By default, this card's power target is set to a moderate 280W. It can be raised manually to a little over 350W, which is more than enough to let you extract the design's maximum performance. Not surprisingly, the stock target is hit during our gaming and torture tests. However, even if the power target is set as high as possible using Afterburner, the actual value peaks just above 330W. The cooler is simply overwhelmed before getting to 350W.

The GP102 processor on our test sample is good enough to reach ~1949 MHz at 1.062V, so long as you keep the chip under 50°C. Beyond that, too-high of a temperature forces the voltage down to 1.012V, with brief dips as low as 1.0V.

Gaming Loop

Let's break the power consumption measurement into separate, higher-resolution lines for each supply rail over a two-minute interval. In spite of our intelligent low-pass filter, occasional spikes remain visible. In places, they reach up to 343W. On average, however, this card stays around its 280W power target.

The graph corresponding to our current measurement looks just as hectic.

Torture Test

Faced with a more consistent load, power consumption does rise a little. However, the peaks are almost completely eliminated. Instead, we see where GPU Boost kicks in to start limiting power use.

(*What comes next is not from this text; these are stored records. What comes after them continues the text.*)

use std::sync::Arc;

use crate::auth::PasswordHasher;
use crate::error::AppError;
use crate::models::{CreateUserRequest, UpdateUserRequest, User};
use crate::store::UserStore;

/// Account management and authentication over a [`UserStore`].
///
/// Plaintext passwords are digested before they reach the store; the store
/// never sees one. Authorization is the caller's concern (see `policy`).
pub struct UserService {
    store: Arc<dyn UserStore>,
    hasher: Arc<dyn PasswordHasher>,
}

impl UserService {
    pub fn new(store: Arc<dyn UserStore>, hasher: Arc<dyn PasswordHasher>) -> Self {
        Self { store, hasher }
    }

    /// Looks up the user by username and checks the password against the
    /// stored digest. Returns `None` on any mismatch without revealing
    /// whether the username or the password was wrong.
    pub async fn authenticate(
        &self,
        username: &str,
        password: &str,
    ) -> Result<Option<User>, AppError> {
        if let Some(user) = self.store.get_by_username(username).await {
            if self.hasher.verify(&user.password_hash, password)? {
                return Ok(Some(user));
            }
        }
        Ok(None)
    }

    /// Digests the password and persists the new account. The returned user
    /// carries the digest; strip it with `UserDto` before exposing it.
    pub async fn create(&self, request: CreateUserRequest) -> Result<User, AppError> {
        let password_hash = self.hasher.hash(&request.password)?;
        let user = User {
            id: 0, // assigned by the store
            username: request.username,
            password_hash,
            email: request.email,
            role: request.role,
        };
        self.store.add(user).await
    }

    /// Applies email and role, and re-digests the password only when the
    /// request carries a non-empty value that differs from the stored digest.
    /// An empty or echoed-back password leaves the credential untouched.
    ///
    /// Returns `Ok(None)` if the user does not exist.
    pub async fn update(
        &self,
        id: i32,
        request: UpdateUserRequest,
    ) -> Result<Option<User>, AppError> {
        let Some(mut user) = self.store.get_by_id(id).await else {
            return Ok(None);
        };

        user.email = request.email;
        user.role = request.role;

        if let Some(password) = request.password.as_deref() {
            if !password.is_empty() && password != user.password_hash {
                user.password_hash = self.hasher.hash(password)?;
            }
        }

        self.store.update(user.clone()).await;
        Ok(Some(user))
    }

    pub async fn get_by_id(&self, id: i32) -> Option<User> {
        self.store.get_by_id(id).await
    }

    pub async fn get_all(&self) -> Vec<User> {
        self.store.get_all().await
    }

    /// Returns `false` if the user does not exist. Tasks assigned to the
    /// deleted user keep their assignee id; it simply matches no principal
    /// from then on.
    pub async fn delete(&self, id: i32) -> bool {
        self.store.delete(id).await
    }
}

#[cfg(test)]
mod tests {
    use super::*;
    use crate::models::Role;
    use crate::store::InMemoryUserStore;

    /// Deterministic stand-in for bcrypt so tests stay fast.
    struct StubHasher;

    impl PasswordHasher for StubHasher {
        fn hash(&self, plaintext: &str) -> Result<String, AppError> {
            Ok(format!("digest:{}", plaintext))
        }

        fn verify(&self, digest: &str, plaintext: &str) -> Result<bool, AppError> {
            Ok(digest == format!("digest:{}", plaintext))
        }
    }

    fn service() -> UserService {
        UserService::new(Arc::new(InMemoryUserStore::new()), Arc::new(StubHasher))
    }

    fn create_request(username: &str, password: &str) -> CreateUserRequest {
        CreateUserRequest {
            username: username.to_string(),
            password: password.to_string(),
            email: format!("{}@example.com", username),
            role: Role::User,
        }
    }

    #[tokio::test]
    async fn test_create_digests_password() {
        let service = service();

        let user = service
            .create(create_request("alice", "plainPassword"))
            .await
            .unwrap();

        assert_eq!(user.id, 1);
        assert_ne!(user.password_hash, "plainPassword");

        let stored = service.get_by_id(user.id).await.unwrap();
        assert_eq!(stored.password_hash, "digest:plainPassword");
    }

    #[tokio::test]
    async fn test_authenticate_valid_credentials() {
        let service = service();
        let created = service
            .create(create_request("alice", "testpassword"))
            .await
            .unwrap();

        let result = service.authenticate("alice", "testpassword").await.unwrap();
        assert_eq!(result.map(|u| u.id), Some(created.id));
    }

    #[tokio::test]
    async fn test_authenticate_wrong_password() {
        let service = service();
        service
            .create(create_request("alice", "testpassword"))
            .await
            .unwrap();

        let result = service.authenticate("alice", "wrongpassword").await.unwrap();
        assert!(result.is_none());
    }

    #[tokio::test]
    async fn test_authenticate_unknown_username() {
        let service = service();

        let result = service
            .authenticate("nonexistentuser", "testpassword")
            .await
            .unwrap();
        assert!(result.is_none());
    }

    #[tokio::test]
    async fn test_update_without_password_keeps_digest() {
        let service = service();
        let user = service
            .create(create_request("alice", "original"))
            .await
            .unwrap();
        let original_digest = user.password_hash.clone();

        let updated = service
            .update(
                user.id,
                UpdateUserRequest {
                    email: "new@example.com".to_string(),
                    role: Role::Admin,
                    password: None,
                },
            )
            .await
            .unwrap()
            .unwrap();

        assert_eq!(updated.email, "new@example.com");
        assert_eq!(updated.role, Role::Admin);
        assert_eq!(updated.password_hash, original_digest);
    }

    #[tokio::test]
    async fn test_update_with_empty_password_keeps_digest() {
        let service = service();
        let user = service
            .create(create_request("alice", "original"))
            .await
            .unwrap();
        let original_digest = user.password_hash.clone();

        let updated = service
            .update(
                user.id,
                UpdateUserRequest {
                    email: user.email.clone(),
                    role: user.role,
                    password: Some("".to_string()),
                },
            )
            .await
            .unwrap()
            .unwrap();

        assert_eq!(updated.password_hash, original_digest);
    }

    #[tokio::test]
    async fn test_update_with_echoed_digest_does_not_rehash() {
        let service = service();
        let user = service
            .create(create_request("alice", "original"))
            .await
            .unwrap();
        let original_digest = user.password_hash.clone();

        // A client that reads the stored digest and sends it back unchanged
        // must not have it hashed again.
        let updated = service
            .update(
                user.id,
                UpdateUserRequest {
                    email: user.email.clone(),
                    role: user.role,
                    password: Some(original_digest.clone()),
                },
            )
            .await
            .unwrap()
            .unwrap();

        assert_eq!(updated.password_hash, original_digest);
    }

    #[tokio::test]
    async fn test_update_with_new_password_rehashes() {
        let service = service();
        let user = service
            .create(create_request("alice", "original"))
            .await
            .unwrap();

        let updated = service
            .update(
                user.id,
                UpdateUserRequest {
                    email: user.email.clone(),
                    role: user.role,
                    password: Some("newpassword".to_string()),
                },
            )
            .await
            .unwrap()
            .unwrap();

        assert_eq!(updated.password_hash, "digest:newpassword");

        let result = service.authenticate("alice", "newpassword").await.unwrap();
        assert!(result.is_some());
    }

    #[tokio::test]
    async fn test_update_missing_user() {
        let service = service();

        let result = service
            .update(
                99,
                UpdateUserRequest {
                    email: "ghost@example.com".to_string(),
                    role: Role::User,
                    password: None,
                },
            )
            .await
            .unwrap();
        assert!(result.is_none());
    }

    #[tokio::test]
    async fn test_delete() {
        let service = service();
        let user = service
            .create(create_request("alice", "password"))
            .await
            .unwrap();

        assert!(service.delete(user.id).await);
        assert!(service.get_by_id(user.id).await.is_none());
        assert!(!service.delete(user.id).await);
    }
}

The isolated current readings behave similarly.

Ever since the launch of AMD's Radeon RX 480, we've been asked to include this metric in our reviews. But EVGA's GeForce GTX 1080 Ti FTW3 Gaming gives us no reason to be concerned about load on the motherboard's 16-lane PCIe 3.0 slot. In fact, our highest reading is just over 3A, leaving plenty of headroom under the PCI-SIG's 5.5A ceiling.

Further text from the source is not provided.